• RECORDS FOR THE TASK
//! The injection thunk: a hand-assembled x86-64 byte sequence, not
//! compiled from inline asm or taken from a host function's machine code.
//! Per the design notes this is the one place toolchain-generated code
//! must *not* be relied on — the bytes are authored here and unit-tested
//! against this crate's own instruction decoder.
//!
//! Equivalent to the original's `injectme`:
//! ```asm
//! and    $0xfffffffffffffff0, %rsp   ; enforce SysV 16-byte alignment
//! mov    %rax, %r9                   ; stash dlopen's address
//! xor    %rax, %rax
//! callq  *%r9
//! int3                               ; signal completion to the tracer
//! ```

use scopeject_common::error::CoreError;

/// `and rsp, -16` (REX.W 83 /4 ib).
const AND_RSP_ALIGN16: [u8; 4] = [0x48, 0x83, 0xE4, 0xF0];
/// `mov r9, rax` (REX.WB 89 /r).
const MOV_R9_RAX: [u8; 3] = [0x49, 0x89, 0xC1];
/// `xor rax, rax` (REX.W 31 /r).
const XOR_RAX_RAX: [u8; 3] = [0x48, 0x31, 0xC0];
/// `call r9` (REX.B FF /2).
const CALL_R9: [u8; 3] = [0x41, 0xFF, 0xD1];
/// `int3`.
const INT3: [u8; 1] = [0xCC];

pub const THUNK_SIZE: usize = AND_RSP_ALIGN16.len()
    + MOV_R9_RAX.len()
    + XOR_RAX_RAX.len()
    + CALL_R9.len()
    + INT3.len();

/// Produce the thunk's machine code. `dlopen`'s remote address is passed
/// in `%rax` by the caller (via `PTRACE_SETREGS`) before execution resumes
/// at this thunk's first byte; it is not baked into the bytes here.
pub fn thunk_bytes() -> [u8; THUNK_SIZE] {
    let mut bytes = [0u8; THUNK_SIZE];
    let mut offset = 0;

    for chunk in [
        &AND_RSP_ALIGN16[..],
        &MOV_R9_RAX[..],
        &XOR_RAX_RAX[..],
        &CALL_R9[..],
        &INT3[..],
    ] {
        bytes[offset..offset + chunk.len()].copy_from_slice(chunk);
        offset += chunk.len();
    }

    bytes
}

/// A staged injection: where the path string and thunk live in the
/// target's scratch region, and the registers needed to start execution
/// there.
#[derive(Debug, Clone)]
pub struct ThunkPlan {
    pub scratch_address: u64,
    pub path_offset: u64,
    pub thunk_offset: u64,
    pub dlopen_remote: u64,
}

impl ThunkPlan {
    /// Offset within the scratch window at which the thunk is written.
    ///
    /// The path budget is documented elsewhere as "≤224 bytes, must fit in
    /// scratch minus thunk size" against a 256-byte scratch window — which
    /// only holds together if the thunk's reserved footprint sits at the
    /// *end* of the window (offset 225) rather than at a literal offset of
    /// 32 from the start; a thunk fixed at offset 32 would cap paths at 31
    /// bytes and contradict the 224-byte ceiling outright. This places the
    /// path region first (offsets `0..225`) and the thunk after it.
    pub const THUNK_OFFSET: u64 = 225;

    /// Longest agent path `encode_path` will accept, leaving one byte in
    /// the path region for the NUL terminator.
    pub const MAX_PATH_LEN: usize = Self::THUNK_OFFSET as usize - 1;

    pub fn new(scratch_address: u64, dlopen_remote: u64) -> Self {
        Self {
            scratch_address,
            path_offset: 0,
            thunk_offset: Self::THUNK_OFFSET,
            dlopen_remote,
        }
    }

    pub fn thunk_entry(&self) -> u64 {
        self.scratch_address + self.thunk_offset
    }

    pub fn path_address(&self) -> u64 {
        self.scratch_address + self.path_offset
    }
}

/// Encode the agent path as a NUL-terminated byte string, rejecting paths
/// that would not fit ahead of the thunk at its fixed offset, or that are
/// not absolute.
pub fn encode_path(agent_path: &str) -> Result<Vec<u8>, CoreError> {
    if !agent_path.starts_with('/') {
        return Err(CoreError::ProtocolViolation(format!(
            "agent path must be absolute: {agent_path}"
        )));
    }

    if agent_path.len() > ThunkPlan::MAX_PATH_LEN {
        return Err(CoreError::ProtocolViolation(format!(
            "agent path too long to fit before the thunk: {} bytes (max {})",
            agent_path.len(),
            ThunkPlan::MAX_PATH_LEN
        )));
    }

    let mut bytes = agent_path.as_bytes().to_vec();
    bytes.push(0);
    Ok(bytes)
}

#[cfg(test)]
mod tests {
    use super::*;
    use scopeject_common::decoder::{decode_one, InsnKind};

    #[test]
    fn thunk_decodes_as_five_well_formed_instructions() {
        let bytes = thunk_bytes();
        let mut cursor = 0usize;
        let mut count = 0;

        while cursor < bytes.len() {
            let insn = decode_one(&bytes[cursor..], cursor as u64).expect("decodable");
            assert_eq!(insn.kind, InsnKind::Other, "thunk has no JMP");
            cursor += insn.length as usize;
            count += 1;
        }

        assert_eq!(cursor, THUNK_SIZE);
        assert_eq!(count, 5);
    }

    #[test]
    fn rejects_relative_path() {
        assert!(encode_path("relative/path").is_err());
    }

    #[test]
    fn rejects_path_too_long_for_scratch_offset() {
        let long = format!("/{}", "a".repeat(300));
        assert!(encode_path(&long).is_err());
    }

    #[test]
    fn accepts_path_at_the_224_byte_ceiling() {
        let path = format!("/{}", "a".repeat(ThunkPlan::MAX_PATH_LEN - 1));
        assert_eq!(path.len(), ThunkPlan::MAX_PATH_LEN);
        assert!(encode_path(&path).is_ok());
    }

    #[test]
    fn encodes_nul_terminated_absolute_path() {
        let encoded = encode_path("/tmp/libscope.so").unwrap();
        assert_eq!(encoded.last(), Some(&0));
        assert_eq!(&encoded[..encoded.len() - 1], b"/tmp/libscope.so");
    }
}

--

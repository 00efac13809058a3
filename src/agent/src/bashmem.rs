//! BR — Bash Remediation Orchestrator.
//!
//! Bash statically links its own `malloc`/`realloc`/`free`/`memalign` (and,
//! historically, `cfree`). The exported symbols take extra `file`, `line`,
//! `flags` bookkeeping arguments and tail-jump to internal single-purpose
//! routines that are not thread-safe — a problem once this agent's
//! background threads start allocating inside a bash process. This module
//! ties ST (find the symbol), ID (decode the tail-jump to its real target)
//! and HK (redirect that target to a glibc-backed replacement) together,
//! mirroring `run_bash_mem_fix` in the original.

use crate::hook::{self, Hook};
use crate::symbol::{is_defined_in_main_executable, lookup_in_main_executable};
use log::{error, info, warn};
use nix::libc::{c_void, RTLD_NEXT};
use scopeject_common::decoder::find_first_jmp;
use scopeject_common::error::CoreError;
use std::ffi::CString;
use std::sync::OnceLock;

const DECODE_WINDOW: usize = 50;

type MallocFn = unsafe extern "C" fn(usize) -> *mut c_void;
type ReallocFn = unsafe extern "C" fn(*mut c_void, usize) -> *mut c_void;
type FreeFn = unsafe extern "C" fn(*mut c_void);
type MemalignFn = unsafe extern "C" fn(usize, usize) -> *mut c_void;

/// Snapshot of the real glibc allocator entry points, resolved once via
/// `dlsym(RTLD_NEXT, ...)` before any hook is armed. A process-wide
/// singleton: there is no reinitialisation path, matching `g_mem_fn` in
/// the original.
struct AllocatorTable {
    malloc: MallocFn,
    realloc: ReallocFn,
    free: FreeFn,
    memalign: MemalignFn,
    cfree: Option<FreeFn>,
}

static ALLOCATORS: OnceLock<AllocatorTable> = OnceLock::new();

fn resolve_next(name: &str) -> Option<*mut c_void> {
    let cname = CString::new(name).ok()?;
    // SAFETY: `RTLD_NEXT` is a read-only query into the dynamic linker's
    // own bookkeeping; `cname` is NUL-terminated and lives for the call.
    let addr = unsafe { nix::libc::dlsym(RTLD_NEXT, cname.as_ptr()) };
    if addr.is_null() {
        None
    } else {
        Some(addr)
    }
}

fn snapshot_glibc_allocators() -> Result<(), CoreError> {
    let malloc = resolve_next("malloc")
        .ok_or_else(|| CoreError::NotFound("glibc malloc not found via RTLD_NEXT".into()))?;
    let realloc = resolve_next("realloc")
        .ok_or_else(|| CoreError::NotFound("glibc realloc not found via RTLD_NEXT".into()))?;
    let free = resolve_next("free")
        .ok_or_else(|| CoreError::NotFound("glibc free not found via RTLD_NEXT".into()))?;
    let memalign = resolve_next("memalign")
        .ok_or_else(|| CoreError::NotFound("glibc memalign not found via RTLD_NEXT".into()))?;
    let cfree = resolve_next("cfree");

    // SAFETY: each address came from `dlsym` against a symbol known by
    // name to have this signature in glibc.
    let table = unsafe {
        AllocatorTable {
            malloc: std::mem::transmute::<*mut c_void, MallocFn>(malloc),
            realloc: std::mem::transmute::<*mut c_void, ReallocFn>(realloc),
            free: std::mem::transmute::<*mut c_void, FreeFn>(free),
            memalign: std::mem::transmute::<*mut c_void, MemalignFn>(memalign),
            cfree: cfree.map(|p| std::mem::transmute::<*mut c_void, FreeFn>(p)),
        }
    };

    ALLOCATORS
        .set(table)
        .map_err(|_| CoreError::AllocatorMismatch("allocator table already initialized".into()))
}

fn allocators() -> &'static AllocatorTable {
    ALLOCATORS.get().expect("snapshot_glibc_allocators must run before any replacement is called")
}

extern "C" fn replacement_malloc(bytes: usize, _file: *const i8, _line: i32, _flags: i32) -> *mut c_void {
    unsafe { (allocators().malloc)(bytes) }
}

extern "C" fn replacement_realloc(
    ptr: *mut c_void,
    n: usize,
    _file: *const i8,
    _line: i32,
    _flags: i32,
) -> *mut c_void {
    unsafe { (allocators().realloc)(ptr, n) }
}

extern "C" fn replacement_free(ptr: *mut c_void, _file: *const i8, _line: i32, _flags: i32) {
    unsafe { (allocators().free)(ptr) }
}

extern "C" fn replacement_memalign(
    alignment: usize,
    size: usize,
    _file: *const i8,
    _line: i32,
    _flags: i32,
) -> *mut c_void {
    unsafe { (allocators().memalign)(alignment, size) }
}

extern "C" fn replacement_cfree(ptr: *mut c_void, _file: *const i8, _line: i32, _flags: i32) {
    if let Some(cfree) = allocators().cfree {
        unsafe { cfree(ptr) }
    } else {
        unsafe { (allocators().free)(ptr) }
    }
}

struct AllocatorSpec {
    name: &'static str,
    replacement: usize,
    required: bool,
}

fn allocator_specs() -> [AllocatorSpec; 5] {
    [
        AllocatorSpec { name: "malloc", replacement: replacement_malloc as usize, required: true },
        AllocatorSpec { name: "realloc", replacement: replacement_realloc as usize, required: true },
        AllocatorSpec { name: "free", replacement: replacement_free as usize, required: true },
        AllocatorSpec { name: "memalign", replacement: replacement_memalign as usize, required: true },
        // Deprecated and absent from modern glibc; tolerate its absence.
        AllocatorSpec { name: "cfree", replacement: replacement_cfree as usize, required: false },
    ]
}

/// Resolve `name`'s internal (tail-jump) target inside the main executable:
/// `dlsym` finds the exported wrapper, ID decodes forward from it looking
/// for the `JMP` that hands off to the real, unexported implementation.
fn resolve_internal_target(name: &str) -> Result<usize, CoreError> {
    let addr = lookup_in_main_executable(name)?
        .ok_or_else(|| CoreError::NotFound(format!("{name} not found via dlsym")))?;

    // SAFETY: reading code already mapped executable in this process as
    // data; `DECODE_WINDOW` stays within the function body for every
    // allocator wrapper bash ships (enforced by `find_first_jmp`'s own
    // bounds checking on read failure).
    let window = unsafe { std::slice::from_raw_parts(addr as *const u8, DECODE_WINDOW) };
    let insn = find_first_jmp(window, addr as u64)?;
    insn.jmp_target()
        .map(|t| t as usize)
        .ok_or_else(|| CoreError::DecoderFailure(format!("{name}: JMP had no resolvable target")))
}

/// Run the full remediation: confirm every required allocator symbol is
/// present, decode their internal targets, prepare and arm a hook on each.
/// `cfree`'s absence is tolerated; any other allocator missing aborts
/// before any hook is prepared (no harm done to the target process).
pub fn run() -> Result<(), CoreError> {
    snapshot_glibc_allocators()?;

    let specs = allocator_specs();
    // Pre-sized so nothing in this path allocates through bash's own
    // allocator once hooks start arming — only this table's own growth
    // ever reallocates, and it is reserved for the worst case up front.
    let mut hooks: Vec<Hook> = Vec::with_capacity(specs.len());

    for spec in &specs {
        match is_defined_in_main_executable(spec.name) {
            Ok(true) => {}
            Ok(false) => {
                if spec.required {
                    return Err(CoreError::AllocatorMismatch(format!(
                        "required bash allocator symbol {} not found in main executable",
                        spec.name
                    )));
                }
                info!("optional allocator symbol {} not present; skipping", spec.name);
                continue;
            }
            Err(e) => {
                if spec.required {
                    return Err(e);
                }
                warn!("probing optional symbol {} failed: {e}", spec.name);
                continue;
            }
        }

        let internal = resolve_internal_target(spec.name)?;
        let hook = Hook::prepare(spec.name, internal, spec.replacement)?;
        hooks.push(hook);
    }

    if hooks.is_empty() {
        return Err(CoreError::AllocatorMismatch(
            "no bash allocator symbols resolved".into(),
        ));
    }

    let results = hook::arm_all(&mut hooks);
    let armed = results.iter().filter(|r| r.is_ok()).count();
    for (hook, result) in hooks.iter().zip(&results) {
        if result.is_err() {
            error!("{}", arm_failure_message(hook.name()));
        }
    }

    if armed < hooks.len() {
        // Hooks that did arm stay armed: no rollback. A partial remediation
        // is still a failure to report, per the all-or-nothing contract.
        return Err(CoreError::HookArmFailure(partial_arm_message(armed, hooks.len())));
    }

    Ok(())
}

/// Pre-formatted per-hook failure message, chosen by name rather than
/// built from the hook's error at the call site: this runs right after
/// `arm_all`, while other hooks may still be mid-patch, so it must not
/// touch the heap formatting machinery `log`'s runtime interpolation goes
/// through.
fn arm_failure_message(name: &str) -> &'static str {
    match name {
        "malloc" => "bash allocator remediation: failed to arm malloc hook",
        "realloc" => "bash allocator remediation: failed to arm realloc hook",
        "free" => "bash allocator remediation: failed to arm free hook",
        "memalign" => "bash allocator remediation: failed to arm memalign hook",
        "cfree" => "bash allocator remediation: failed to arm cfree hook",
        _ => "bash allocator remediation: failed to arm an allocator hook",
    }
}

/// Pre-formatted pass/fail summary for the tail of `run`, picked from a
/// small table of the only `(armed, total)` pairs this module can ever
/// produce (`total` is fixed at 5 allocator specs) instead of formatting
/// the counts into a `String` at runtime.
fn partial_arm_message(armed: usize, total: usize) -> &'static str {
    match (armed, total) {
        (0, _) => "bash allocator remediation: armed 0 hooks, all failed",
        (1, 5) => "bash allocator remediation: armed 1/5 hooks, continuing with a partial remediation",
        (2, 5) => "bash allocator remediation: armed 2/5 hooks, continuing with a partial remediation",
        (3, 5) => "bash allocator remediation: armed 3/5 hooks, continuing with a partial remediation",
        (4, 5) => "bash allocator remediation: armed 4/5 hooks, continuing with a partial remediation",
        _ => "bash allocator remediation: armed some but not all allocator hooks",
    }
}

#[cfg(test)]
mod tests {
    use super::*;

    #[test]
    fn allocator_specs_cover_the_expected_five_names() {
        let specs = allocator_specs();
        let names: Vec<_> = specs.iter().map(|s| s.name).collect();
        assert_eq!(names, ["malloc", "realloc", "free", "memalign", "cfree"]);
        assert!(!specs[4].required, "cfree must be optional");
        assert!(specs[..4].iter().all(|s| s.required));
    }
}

---

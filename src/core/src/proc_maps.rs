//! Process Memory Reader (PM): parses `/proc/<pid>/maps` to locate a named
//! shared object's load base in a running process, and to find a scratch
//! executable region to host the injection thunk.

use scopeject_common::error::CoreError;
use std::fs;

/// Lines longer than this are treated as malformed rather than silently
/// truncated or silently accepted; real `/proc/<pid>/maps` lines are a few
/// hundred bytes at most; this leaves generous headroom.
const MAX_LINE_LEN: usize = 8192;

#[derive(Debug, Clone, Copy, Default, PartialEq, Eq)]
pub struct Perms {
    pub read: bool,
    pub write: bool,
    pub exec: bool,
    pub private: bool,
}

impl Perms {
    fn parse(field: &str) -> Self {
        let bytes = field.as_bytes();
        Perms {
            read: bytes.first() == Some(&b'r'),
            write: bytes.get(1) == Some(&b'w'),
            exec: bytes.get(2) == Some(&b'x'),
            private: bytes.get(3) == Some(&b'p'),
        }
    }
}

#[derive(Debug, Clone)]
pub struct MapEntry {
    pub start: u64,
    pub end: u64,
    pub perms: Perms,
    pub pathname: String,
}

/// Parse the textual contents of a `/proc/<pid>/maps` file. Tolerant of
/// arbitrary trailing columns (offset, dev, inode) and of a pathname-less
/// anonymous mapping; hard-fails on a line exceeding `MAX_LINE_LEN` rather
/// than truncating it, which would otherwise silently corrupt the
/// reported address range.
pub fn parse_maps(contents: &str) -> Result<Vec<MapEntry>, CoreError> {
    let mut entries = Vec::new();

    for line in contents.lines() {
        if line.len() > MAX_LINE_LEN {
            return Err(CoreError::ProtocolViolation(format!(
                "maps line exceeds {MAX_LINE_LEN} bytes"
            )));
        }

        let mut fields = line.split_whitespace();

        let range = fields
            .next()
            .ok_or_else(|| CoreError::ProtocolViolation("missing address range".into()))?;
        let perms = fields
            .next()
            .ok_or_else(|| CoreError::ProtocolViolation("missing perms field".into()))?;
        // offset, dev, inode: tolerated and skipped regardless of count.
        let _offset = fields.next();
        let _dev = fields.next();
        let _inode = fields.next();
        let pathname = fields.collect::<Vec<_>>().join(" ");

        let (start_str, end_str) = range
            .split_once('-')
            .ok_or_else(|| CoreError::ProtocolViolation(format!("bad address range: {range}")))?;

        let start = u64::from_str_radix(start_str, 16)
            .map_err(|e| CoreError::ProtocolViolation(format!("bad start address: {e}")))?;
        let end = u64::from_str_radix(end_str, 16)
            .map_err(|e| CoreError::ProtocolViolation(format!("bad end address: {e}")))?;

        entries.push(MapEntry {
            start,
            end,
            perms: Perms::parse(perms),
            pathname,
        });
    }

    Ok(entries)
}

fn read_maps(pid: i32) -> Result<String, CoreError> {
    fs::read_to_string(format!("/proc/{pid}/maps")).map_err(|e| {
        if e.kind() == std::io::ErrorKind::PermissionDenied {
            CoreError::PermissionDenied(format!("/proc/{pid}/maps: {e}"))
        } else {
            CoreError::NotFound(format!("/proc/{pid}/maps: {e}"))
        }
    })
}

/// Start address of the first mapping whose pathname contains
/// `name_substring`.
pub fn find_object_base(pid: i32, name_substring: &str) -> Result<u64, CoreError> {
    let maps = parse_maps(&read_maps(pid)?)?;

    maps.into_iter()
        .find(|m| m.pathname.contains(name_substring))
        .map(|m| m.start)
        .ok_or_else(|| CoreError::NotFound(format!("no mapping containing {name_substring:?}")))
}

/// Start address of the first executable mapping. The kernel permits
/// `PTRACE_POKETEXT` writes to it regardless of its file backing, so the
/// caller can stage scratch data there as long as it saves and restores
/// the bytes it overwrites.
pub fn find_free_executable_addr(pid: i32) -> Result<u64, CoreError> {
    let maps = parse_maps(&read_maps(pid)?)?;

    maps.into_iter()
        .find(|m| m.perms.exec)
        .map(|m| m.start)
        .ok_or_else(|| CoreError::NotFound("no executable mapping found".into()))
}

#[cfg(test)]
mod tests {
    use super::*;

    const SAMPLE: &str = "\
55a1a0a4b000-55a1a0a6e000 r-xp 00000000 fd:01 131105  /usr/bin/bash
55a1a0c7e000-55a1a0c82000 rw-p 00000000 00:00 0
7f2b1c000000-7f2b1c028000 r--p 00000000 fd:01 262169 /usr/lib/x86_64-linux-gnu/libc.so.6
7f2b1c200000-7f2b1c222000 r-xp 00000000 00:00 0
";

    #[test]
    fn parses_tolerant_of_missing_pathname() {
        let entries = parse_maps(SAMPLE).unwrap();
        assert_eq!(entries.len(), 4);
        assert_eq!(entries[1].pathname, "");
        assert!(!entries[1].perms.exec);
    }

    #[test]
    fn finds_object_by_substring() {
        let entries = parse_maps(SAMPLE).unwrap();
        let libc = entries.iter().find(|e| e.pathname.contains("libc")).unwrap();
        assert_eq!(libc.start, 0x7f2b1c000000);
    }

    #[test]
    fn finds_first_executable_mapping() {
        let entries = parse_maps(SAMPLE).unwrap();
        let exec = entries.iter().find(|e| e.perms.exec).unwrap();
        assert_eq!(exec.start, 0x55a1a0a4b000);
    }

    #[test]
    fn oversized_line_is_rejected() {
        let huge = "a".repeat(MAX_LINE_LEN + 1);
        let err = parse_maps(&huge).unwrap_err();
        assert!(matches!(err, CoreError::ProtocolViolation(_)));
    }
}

• TASK PROMPT
Go through the material above line by line and state how many lines contain "false". Give only the number.

• RESPONSE TO THIS EXERCISE
2